# YOUR OBJECTIVE:
Copy the whole listing below exactly.

[Opening AVAILABLE DATA section]

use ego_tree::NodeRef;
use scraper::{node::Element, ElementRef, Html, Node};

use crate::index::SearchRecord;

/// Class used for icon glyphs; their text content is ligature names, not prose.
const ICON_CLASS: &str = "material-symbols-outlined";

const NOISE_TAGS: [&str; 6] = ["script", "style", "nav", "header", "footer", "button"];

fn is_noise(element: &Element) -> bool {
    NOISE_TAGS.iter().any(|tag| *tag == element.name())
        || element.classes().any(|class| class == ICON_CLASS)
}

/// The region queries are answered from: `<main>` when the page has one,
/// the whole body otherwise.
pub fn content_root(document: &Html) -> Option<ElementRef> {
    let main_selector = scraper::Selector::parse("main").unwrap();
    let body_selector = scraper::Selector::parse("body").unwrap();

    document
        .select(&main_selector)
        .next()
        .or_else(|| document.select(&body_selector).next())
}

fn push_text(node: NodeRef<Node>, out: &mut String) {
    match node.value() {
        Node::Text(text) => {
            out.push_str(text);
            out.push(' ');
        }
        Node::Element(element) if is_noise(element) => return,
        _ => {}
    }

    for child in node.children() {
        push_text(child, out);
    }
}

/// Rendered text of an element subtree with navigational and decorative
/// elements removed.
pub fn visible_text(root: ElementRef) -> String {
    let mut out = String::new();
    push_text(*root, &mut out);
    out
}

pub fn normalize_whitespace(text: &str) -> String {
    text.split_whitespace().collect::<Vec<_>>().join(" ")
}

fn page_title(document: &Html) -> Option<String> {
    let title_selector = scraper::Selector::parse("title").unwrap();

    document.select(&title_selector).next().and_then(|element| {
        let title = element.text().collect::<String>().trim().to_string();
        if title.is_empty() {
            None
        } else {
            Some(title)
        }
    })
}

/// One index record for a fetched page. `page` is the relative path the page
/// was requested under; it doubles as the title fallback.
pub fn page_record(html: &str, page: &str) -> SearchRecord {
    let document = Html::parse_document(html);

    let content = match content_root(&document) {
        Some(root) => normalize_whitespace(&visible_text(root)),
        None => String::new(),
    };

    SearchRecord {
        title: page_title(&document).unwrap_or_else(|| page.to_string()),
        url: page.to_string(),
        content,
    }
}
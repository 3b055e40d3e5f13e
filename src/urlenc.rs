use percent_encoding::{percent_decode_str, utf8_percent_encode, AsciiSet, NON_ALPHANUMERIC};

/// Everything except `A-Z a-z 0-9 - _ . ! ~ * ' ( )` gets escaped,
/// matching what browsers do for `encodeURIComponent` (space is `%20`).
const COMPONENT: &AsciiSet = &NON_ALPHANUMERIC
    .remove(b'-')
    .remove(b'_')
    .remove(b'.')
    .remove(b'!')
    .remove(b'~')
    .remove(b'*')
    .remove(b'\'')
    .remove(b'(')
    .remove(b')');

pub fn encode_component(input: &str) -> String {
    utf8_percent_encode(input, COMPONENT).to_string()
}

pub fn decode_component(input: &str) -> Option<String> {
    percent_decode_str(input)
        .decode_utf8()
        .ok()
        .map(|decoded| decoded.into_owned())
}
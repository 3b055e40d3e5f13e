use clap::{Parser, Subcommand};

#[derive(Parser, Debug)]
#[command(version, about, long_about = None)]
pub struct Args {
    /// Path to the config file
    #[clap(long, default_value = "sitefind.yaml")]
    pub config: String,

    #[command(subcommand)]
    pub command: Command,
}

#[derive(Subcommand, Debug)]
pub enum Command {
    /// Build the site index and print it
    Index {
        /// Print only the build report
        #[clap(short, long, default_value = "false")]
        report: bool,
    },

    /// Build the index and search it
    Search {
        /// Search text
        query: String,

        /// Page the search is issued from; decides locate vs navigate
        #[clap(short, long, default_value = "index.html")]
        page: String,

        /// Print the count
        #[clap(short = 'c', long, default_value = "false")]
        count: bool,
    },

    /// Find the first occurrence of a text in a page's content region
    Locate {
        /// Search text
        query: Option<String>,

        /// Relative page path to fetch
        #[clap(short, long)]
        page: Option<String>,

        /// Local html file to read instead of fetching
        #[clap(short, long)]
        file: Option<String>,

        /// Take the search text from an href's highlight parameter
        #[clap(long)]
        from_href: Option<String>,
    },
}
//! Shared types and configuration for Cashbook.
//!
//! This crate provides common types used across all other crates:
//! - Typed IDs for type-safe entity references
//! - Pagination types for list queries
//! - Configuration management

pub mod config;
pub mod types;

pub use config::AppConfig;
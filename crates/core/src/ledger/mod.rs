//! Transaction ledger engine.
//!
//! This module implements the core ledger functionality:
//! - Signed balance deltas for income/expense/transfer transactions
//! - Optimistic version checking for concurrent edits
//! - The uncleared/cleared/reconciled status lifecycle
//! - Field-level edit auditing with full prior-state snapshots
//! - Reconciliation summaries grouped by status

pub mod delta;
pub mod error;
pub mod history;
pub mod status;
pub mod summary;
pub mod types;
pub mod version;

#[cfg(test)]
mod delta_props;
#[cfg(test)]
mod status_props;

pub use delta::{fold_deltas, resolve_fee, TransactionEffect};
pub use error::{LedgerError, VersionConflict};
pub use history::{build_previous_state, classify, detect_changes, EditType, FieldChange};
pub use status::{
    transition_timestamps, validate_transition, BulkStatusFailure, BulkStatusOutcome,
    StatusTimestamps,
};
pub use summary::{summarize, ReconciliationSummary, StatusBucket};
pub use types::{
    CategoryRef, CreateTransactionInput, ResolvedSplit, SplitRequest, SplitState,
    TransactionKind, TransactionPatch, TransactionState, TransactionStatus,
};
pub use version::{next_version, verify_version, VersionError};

[Closing AVAILABLE DATA section]

# THE ANSWER:
use ego_tree::NodeRef;
use scraper::{node::Element, ElementRef, Html, Node};

use crate::index::SearchRecord;

/// Class used for icon glyphs; their text content is ligature names, not prose.
const ICON_CLASS: &str = "material-symbols-outlined";

const NOISE_TAGS: [&str; 6] = ["script", "style", "nav", "header", "footer", "button"];

fn is_noise(element: &Element) -> bool {
    NOISE_TAGS.iter().any(|tag| *tag == element.name())
        || element.classes().any(|class| class == ICON_CLASS)
}

/// The region queries are answered from: `<main>` when the page has one,
/// the whole body otherwise.
pub fn content_root(document: &Html) -> Option<ElementRef> {
    let main_selector = scraper::Selector::parse("main").unwrap();
    let body_selector = scraper::Selector::parse("body").unwrap();

    document
        .select(&main_selector)
        .next()
        .or_else(|| document.select(&body_selector).next())
}

fn push_text(node: NodeRef<Node>, out: &mut String) {
    match node.value() {
        Node::Text(text) => {
            out.push_str(text);
            out.push(' ');
        }
        Node::Element(element) if is_noise(element) => return,
        _ => {}
    }

    for child in node.children() {
        push_text(child, out);
    }
}

/// Rendered text of an element subtree with navigational and decorative
/// elements removed.
pub fn visible_text(root: ElementRef) -> String {
    let mut out = String::new();
    push_text(*root, &mut out);
    out
}

pub fn normalize_whitespace(text: &str) -> String {
    text.split_whitespace().collect::<Vec<_>>().join(" ")
}

fn page_title(document: &Html) -> Option<String> {
    let title_selector = scraper::Selector::parse("title").unwrap();

    document.select(&title_selector).next().and_then(|element| {
        let title = element.text().collect::<String>().trim().to_string();
        if title.is_empty() {
            None
        } else {
            Some(title)
        }
    })
}

/// One index record for a fetched page. `page` is the relative path the page
/// was requested under; it doubles as the title fallback.
pub fn page_record(html: &str, page: &str) -> SearchRecord {
    let document = Html::parse_document(html);

    let content = match content_root(&document) {
        Some(root) => normalize_whitespace(&visible_text(root)),
        None => String::new(),
    };

    SearchRecord {
        title: page_title(&document).unwrap_or_else(|| page.to_string()),
        url: page.to_string(),
        content,
    }
}
repository 3b055e40d3e5f13e
filename src/urlenc.rs
use percent_encoding::{percent_decode_str, utf8_percent_encode, AsciiSet, NON_ALPHANUMERIC};

/// Everything except `A-Z a-z 0-9 - _ . ! ~ * ' ( )` gets escaped,
/// matching what browsers do for `encodeURIComponent` (space is `%20`).
const COMPONENT: &AsciiSet = &NON_ALPHANUMERIC
    .remove(b'-')
    .remove(b'_')
    .remove(b'.')
    .remove(b'!')
    .remove(b'~')
    .remove(b'*')
    .remove(b'\'')
    .remove(b'(')
    .remove(b')');

pub fn encode_component(input: &str) -> String {
    utf8_percent_encode(input, COMPONENT).to_string()
}

pub fn decode_component(input: &str) -> Option<String> {
    percent_decode_str(input)
        .decode_utf8()
        .ok()
        .map(|decoded| decoded.into_owned())
}
repository 3b055e40d3e5f13e
use clap::{Parser, Subcommand};

#[derive(Parser, Debug)]
#[command(version, about, long_about = None)]
pub struct Args {
    /// Path to the config file
    #[clap(long, default_value = "sitefind.yaml")]
    pub config: String,

    #[command(subcommand)]
    pub command: Command,
}

#[derive(Subcommand, Debug)]
pub enum Command {
    /// Build the site index and print it
    Index {
        /// Print only the build report
        #[clap(short, long, default_value = "false")]
        report: bool,
    },

    /// Build the index and search it
    Search {
        /// Search text
        query: String,

        /// Page the search is issued from; decides locate vs navigate
        #[clap(short, long, default_value = "index.html")]
        page: String,

        /// Print the count
        #[clap(short = 'c', long, default_value = "false")]
        count: bool,
    },

    /// Find the first occurrence of a text in a page's content region
    Locate {
        /// Search text
        query: Option<String>,

        /// Relative page path to fetch
        #[clap(short, long)]
        page: Option<String>,

        /// Local html file to read instead of fetching
        #[clap(short, long)]
        file: Option<String>,

        /// Take the search text from an href's highlight parameter
        #[clap(long)]
        from_href: Option<String>,
    },
}
//! Shared types and configuration for Cashbook.
//!
//! This crate provides common types used across all other crates:
//! - Typed IDs for type-safe entity references
//! - Pagination types for list queries
//! - Configuration management

pub mod config;
pub mod types;

pub use config::AppConfig;
filename crates/core/src/ledger/mod.rs
//! Transaction ledger engine.
//!
//! This module implements the core ledger functionality:
//! - Signed balance deltas for income/expense/transfer transactions
//! - Optimistic version checking for concurrent edits
//! - The uncleared/cleared/reconciled status lifecycle
//! - Field-level edit auditing with full prior-state snapshots
//! - Reconciliation summaries grouped by status

pub mod delta;
pub mod error;
pub mod history;
pub mod status;
pub mod summary;
pub mod types;
pub mod version;

#[cfg(test)]
mod delta_props;
#[cfg(test)]
mod status_props;

pub use delta::{fold_deltas, resolve_fee, TransactionEffect};
pub use error::{LedgerError, VersionConflict};
pub use history::{build_previous_state, classify, detect_changes, EditType, FieldChange};
pub use status::{
    transition_timestamps, validate_transition, BulkStatusFailure, BulkStatusOutcome,
    StatusTimestamps,
};
pub use summary::{summarize, ReconciliationSummary, StatusBucket};
pub use types::{
    CategoryRef, CreateTransactionInput, ResolvedSplit, SplitRequest, SplitState,
    TransactionKind, TransactionPatch, TransactionState, TransactionStatus,
};
pub use version::{next_version, verify_version, VersionError};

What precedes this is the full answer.